The aim is to examine the Reflux Symptom Score-12 (RSS-12) and assess the effectiveness of vonoprazan fumarate in managing laryngopharyngeal reflux disease (LPRD) among the Chinese population.

METHODS

A total of 140 patients with LPRD who were treated at our otorhinolaryngology outpatient clinic were included. The patients were randomly divided into the vonoprazan treatment group and the esomeprazole treatment group. The outcome indicators were the pretreatment and post treatment values of the Reflux Symptom Index (RSI), RSS-12, and reflux finding score.

RESULTS

The mean pretreatment RSS-12 and RSI values were 55.79 ± 11.94 and 18.67 ± 3.60 in the vonoprazan treatment group and 54.91 ± 11.95 and 18.44 ± 3.66 in the esomeprazole treatment group, respectively. Furthermore, both groups showed a significant decrease in the RSI and RSS-12 values after 4, 8, and 12 weeks of acid suppression therapy. In particular, 12 weeks of treatment led to a good treatment response in 91.4% and 87.1% of the patients in the vonoprazan treatment and esomeprazole treatment groups, respectively, based on their RSI values, and a favorable treatment response in 82.9% and 77.1% of those in the vonoprazan treatment and esomeprazole treatment groups, respectively, according to their RSS-12 values.
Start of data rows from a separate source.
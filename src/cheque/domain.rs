//! Core cheque domain types.

use std::{fmt::Display, str::FromStr};

use serde::{Deserialize, Serialize};
use time::{Date, OffsetDateTime, macros::format_description};

use crate::{
    Error,
    bank::BankId,
    branch::BranchId,
    cheque::ChequeStatus,
    client::ClientId,
    form::optional_text,
};

/// The smallest amount a cheque may be written for.
pub const MINIMUM_AMOUNT: f64 = 0.01;

/// Database identifier for a cheque.
pub type ChequeId = i64;

/// The currency a cheque is written in.
#[derive(Debug, Clone, Copy, PartialEq, Eq, Hash, Serialize, Deserialize, Default)]
pub enum Currency {
    /// Moroccan dirham.
    #[default]
    #[serde(rename = "MAD")]
    Mad,
    #[serde(rename = "EUR")]
    Eur,
    #[serde(rename = "USD")]
    Usd,
}

impl Currency {
    pub const ALL: [Currency; 3] = [Currency::Mad, Currency::Eur, Currency::Usd];

    /// The ISO 4217 code.
    pub fn as_str(&self) -> &'static str {
        match self {
            Currency::Mad => "MAD",
            Currency::Eur => "EUR",
            Currency::Usd => "USD",
        }
    }
}

impl FromStr for Currency {
    type Err = Error;

    fn from_str(s: &str) -> Result<Self, Self::Err> {
        Currency::ALL
            .into_iter()
            .find(|currency| currency.as_str().eq_ignore_ascii_case(s.trim()))
            .ok_or_else(|| Error::InvalidCurrency(s.to_owned()))
    }
}

impl Display for Currency {
    fn fmt(&self, f: &mut std::fmt::Formatter<'_>) -> std::fmt::Result {
        write!(f, "{}", self.as_str())
    }
}

/// A cheque as stored in the database.
#[derive(Debug, Clone, PartialEq)]
pub struct Cheque {
    pub id: ChequeId,
    pub number: String,
    pub amount: f64,
    pub currency: Currency,
    pub issue_date: Date,
    pub due_date: Date,
    pub status: ChequeStatus,
    pub client_id: ClientId,
    /// The branch the cheque is drawn on.
    pub branch_id: BranchId,
    /// The branch the cheque was handed to for collection.
    pub deposit_branch_id: Option<BranchId>,
    pub depositor_name: Option<String>,
    pub invoice_number: Option<String>,
    pub invoice_date: Option<Date>,
    pub notes: Option<String>,
    /// The file name of the uploaded scan, relative to the upload directory.
    pub scan_file: Option<String>,
    pub created_at: OffsetDateTime,
    pub updated_at: OffsetDateTime,
}

/// A cheque with the names of the records it references, for display and export.
#[derive(Debug, Clone, PartialEq)]
pub struct ChequeListing {
    pub cheque: Cheque,
    pub client_name: String,
    pub bank_id: BankId,
    pub bank_name: String,
    pub branch_name: String,
    pub deposit_bank_name: Option<String>,
    pub deposit_branch_name: Option<String>,
}

impl ChequeListing {
    /// "Bank/Branch" of the issuing branch.
    pub fn issuing_label(&self) -> String {
        format!("{}/{}", self.bank_name, self.branch_name)
    }

    /// "Bank/Branch" of the deposit branch, if the cheque was deposited.
    pub fn deposit_label(&self) -> Option<String> {
        match (&self.deposit_bank_name, &self.deposit_branch_name) {
            (Some(bank), Some(branch)) => Some(format!("{bank}/{branch}")),
            _ => None,
        }
    }
}

/// The fields needed to create or update a cheque.
///
/// Call [ChequeBuilder::validate] before writing it to the database.
#[derive(Debug, Clone, PartialEq)]
pub struct ChequeBuilder {
    pub number: String,
    pub amount: f64,
    pub currency: Currency,
    pub issue_date: Date,
    pub due_date: Date,
    pub client_id: ClientId,
    pub branch_id: BranchId,
    pub depositor_name: Option<String>,
    pub invoice_number: Option<String>,
    pub invoice_date: Option<Date>,
    pub notes: Option<String>,
}

impl ChequeBuilder {
    /// A cheque in dirhams with only the required fields set.
    pub fn new(
        number: &str,
        amount: f64,
        issue_date: Date,
        due_date: Date,
        client_id: ClientId,
        branch_id: BranchId,
    ) -> Self {
        Self {
            number: number.to_owned(),
            amount,
            currency: Currency::default(),
            issue_date,
            due_date,
            client_id,
            branch_id,
            depositor_name: None,
            invoice_number: None,
            invoice_date: None,
            notes: None,
        }
    }

    pub fn currency(mut self, currency: Currency) -> Self {
        self.currency = currency;
        self
    }

    pub fn notes(mut self, notes: Option<String>) -> Self {
        self.notes = notes;
        self
    }

    /// Check the invariants that do not need the database and trim the number.
    ///
    /// # Errors
    /// Returns [Error::EmptyChequeNumber], [Error::InvalidAmount] or
    /// [Error::DueDateBeforeIssueDate].
    pub fn validate(mut self) -> Result<Self, Error> {
        self.number = self.number.trim().to_owned();

        if self.number.is_empty() {
            return Err(Error::EmptyChequeNumber);
        }

        if !self.amount.is_finite() || self.amount < MINIMUM_AMOUNT {
            return Err(Error::InvalidAmount);
        }

        if self.due_date < self.issue_date {
            return Err(Error::DueDateBeforeIssueDate);
        }

        Ok(self)
    }
}

/// Form data for cheque creation and editing.
///
/// `bank_id` only drives the branch selector and is not stored.
#[derive(Debug, Clone, Serialize, Deserialize)]
pub struct ChequeFormData {
    pub number: String,
    pub amount: f64,
    #[serde(default)]
    pub currency: Currency,
    pub issue_date: Date,
    pub due_date: Date,
    pub client_id: ClientId,
    #[serde(default)]
    pub bank_id: Option<String>,
    pub branch_id: BranchId,
    #[serde(default)]
    pub depositor_name: Option<String>,
    #[serde(default)]
    pub invoice_number: Option<String>,
    /// Blank or YYYY-MM-DD.
    #[serde(default)]
    pub invoice_date: Option<String>,
    #[serde(default)]
    pub notes: Option<String>,
}

impl TryFrom<&ChequeFormData> for ChequeBuilder {
    type Error = Error;

    fn try_from(form: &ChequeFormData) -> Result<Self, Self::Error> {
        Ok(Self {
            number: form.number.clone(),
            amount: form.amount,
            currency: form.currency,
            issue_date: form.issue_date,
            due_date: form.due_date,
            client_id: form.client_id,
            branch_id: form.branch_id,
            depositor_name: optional_text(form.depositor_name.as_deref()),
            invoice_number: optional_text(form.invoice_number.as_deref()),
            invoice_date: parse_optional_date(form.invoice_date.as_deref())?,
            notes: optional_text(form.notes.as_deref()),
        })
    }
}

impl From<&ChequeListing> for ChequeFormData {
    fn from(listing: &ChequeListing) -> Self {
        let cheque = &listing.cheque;

        Self {
            number: cheque.number.clone(),
            amount: cheque.amount,
            currency: cheque.currency,
            issue_date: cheque.issue_date,
            due_date: cheque.due_date,
            client_id: cheque.client_id,
            bank_id: Some(listing.bank_id.to_string()),
            branch_id: cheque.branch_id,
            depositor_name: cheque.depositor_name.clone(),
            invoice_number: cheque.invoice_number.clone(),
            invoice_date: cheque.invoice_date.map(|date| date.to_string()),
            notes: cheque.notes.clone(),
        }
    }
}

/// Parse a `YYYY-MM-DD` date from a form field. Blank text means no date.
///
/// # Errors
/// Returns [Error::InvalidDate] if the text is not a valid date.
pub fn parse_optional_date(text: Option<&str>) -> Result<Option<Date>, Error> {
    let Some(text) = text.map(str::trim).filter(|text| !text.is_empty()) else {
        return Ok(None);
    };

    Date::parse(text, format_description!("[year]-[month]-[day]"))
        .map(Some)
        .map_err(|_| Error::InvalidDate(text.to_owned()))
}

#[cfg(test)]
mod tests {
    use time::macros::date;

    use crate::Error;

    use super::{ChequeBuilder, Currency, parse_optional_date};

    fn builder() -> ChequeBuilder {
        ChequeBuilder::new(
            " 0012345 ",
            2500.0,
            date!(2025 - 06 - 01),
            date!(2025 - 07 - 01),
            1,
            1,
        )
    }

    #[test]
    fn validate_trims_number() {
        let builder = builder().validate().unwrap();

        assert_eq!(builder.number, "0012345");
    }

    #[test]
    fn validate_rejects_blank_number() {
        let mut builder = builder();
        builder.number = "  ".to_owned();

        assert_eq!(builder.validate(), Err(Error::EmptyChequeNumber));
    }

    #[test]
    fn validate_rejects_amount_below_minimum() {
        for amount in [0.0, 0.001, -10.0, f64::NAN] {
            let mut builder = builder();
            builder.amount = amount;

            assert_eq!(builder.validate(), Err(Error::InvalidAmount), "{amount}");
        }
    }

    #[test]
    fn validate_accepts_minimum_amount() {
        let mut builder = builder();
        builder.amount = 0.01;

        assert!(builder.validate().is_ok());
    }

    #[test]
    fn validate_rejects_due_date_before_issue_date() {
        let mut builder = builder();
        builder.due_date = date!(2025 - 05 - 31);

        assert_eq!(builder.validate(), Err(Error::DueDateBeforeIssueDate));
    }

    #[test]
    fn due_date_may_equal_issue_date() {
        let mut builder = builder();
        builder.due_date = builder.issue_date;

        assert!(builder.validate().is_ok());
    }

    #[test]
    fn parses_currency_codes() {
        assert_eq!("eur".parse::<Currency>(), Ok(Currency::Eur));
        assert_eq!(
            "GBP".parse::<Currency>(),
            Err(Error::InvalidCurrency("GBP".to_owned()))
        );
    }

    #[test]
    fn parses_optional_dates() {
        assert_eq!(parse_optional_date(None), Ok(None));
        assert_eq!(parse_optional_date(Some(" ")), Ok(None));
        assert_eq!(
            parse_optional_date(Some("2025-02-28")),
            Ok(Some(date!(2025 - 02 - 28)))
        );
        assert_eq!(
            parse_optional_date(Some("28/02/2025")),
            Err(Error::InvalidDate("28/02/2025".to_owned()))
        );
    }
}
More importantly, after 4 and 8 weeks of acid-suppressive therapy, the relative baseline change in RSS-12 scores in the vonoprazan treatment group was considerably larger than that in the omeprazole treatment group.

CONCLUSION

Compared to proton pump inhibitors (PPIs), vonoprazan fumarate has demonstrated superior early therapeutic efficacy, resulting in a notable improvement in laryngopharyngeal reflux symptoms at the start of treatment. When we extended acid-suppressive medication for 12 weeks, we saw a treatment effect comparable to that of PPIs.